IRS lost emails excuse won't fly with American public

by The Oklahoman Editorial Board Published: June 19, 2014

A reader called The Oklahoman on Monday, angry about her dealings with the Internal Revenue Service. She had gone online to get a copy of her 2014 tax return, needed as part of a college financial aid application, and was notified that she hadn’t filed a return this spring.

That was incorrect. A phone call to her bank confirmed that the IRS had managed to cash the tax payment the woman included with her filing in April. The agency had simply lost her return.

So yes, it’s certainly possible that documents and the like can go missing at the sprawling government agency. But officials at IRS must believe Americans are dolts if they think the public buys the story that two years of emails involving former IRS bigwig Lois Lerner have gone up in smoke.

Lerner is the former head of the division that vetted tax documents of nonprofit groups — and made life especially miserable for conservative groups. Documents that included the words “tea party” or “patriot” were singled out for extra scrutiny of the sort that left these groups waiting and waiting and waiting for their nonprofit status to be approved.

Lerner went before Congress last year, after this scandal broke, to say she’d done nothing wrong and broken no laws. Then she invoked her Fifth Amendment right against self-incrimination, and then did the same again in March of this year. So we’ve heard nothing from her.

Republicans in Congress haven’t forgotten this disgraceful misconduct, however, and are trying to further delve into it, in part by reviewing email correspondence among Lerner and others within the IRS.

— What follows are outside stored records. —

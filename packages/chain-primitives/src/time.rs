//! Block time representation.
//!
//! Internal representation is whole seconds since the epoch (block
//! intervals are measured in seconds across the protocol, never
//! sub-second), stored as a plain `u64` rather than `std::time::Instant` or
//! `SystemTime` so the type stays `Copy`, ordered, and free of any
//! dependency on the wall clock: head time only ever advances by explicit
//! block production, never by reading the local clock.
use std::fmt;
use std::ops::{Add, Sub};

use schemars::JsonSchema;
use serde::{Deserialize, Serialize};

#[derive(Debug, Clone, Copy, Default, Eq, PartialEq, Ord, PartialOrd, Hash, Serialize, Deserialize, JsonSchema)]
pub struct Timestamp(u64);

impl Timestamp {
    pub const EPOCH: Timestamp = Timestamp(0);

    pub fn from_secs(secs: u64) -> Self {
        Timestamp(secs)
    }

    pub fn as_secs(self) -> u64 {
        self.0
    }

    pub fn saturating_add_secs(self, secs: u64) -> Self {
        Timestamp(self.0.saturating_add(secs))
    }

    pub fn saturating_sub_secs(self, secs: u64) -> Self {
        Timestamp(self.0.saturating_sub(secs))
    }

    /// Returns `None` rather than panicking on underflow: callers at a
    /// consensus boundary should treat a negative duration as a validation
    /// error, not a panic (spec §9: "TimestampSubtractUnderflow").
    pub fn checked_duration_since(self, earlier: Timestamp) -> Option<Duration> {
        self.0.checked_sub(earlier.0).map(Duration)
    }
}

impl fmt::Display for Timestamp {
    fn fmt(&self, f: &mut fmt::Formatter<'_>) -> fmt::Result {
        write!(f, "{}", self.0)
    }
}

#[derive(Debug, Clone, Copy, Default, Eq, PartialEq, Ord, PartialOrd, Hash, Serialize, Deserialize, JsonSchema)]
pub struct Duration(u64);

impl Duration {
    pub const fn from_secs(secs: u64) -> Self {
        Duration(secs)
    }

    pub const fn as_secs(self) -> u64 {
        self.0
    }
}

impl Add<Duration> for Timestamp {
    type Output = Timestamp;
    fn add(self, rhs: Duration) -> Timestamp {
        Timestamp(self.0.saturating_add(rhs.0))
    }
}

impl Sub<Duration> for Timestamp {
    type Output = Timestamp;
    fn sub(self, rhs: Duration) -> Timestamp {
        Timestamp(self.0.saturating_sub(rhs.0))
    }
}

/// Fixed block production interval. The spec treats this as a consensus
/// parameter (§6), defaulted here to 3s as in the reference chain.
pub const BLOCK_INTERVAL: Duration = Duration::from_secs(3);

#[cfg(test)]
mod tests {
    use super::*;

    #[test]
    fn duration_since_none_on_underflow() {
        let early = Timestamp::from_secs(10);
        let late = Timestamp::from_secs(20);
        assert!(early.checked_duration_since(late).is_none());
        assert_eq!(late.checked_duration_since(early), Some(Duration::from_secs(10)));
    }
}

But last week, the agency informed Congress that it couldn’t find many of Lerner’s emails prior to 2011 because her computer crashed that summer. Gee, what are the odds of that occurring — especially since the targeting of conservative groups occurred in advance of the 2012 presidential election?

by Berry Tramel
Berry Tramel, a lifelong Oklahoman, sports fan and newspaper reader, joined The Oklahoman in 1991 and has served as beat writer, assistant sports editor, sports editor and columnist. Tramel grew up reading four daily newspapers — The Oklahoman,...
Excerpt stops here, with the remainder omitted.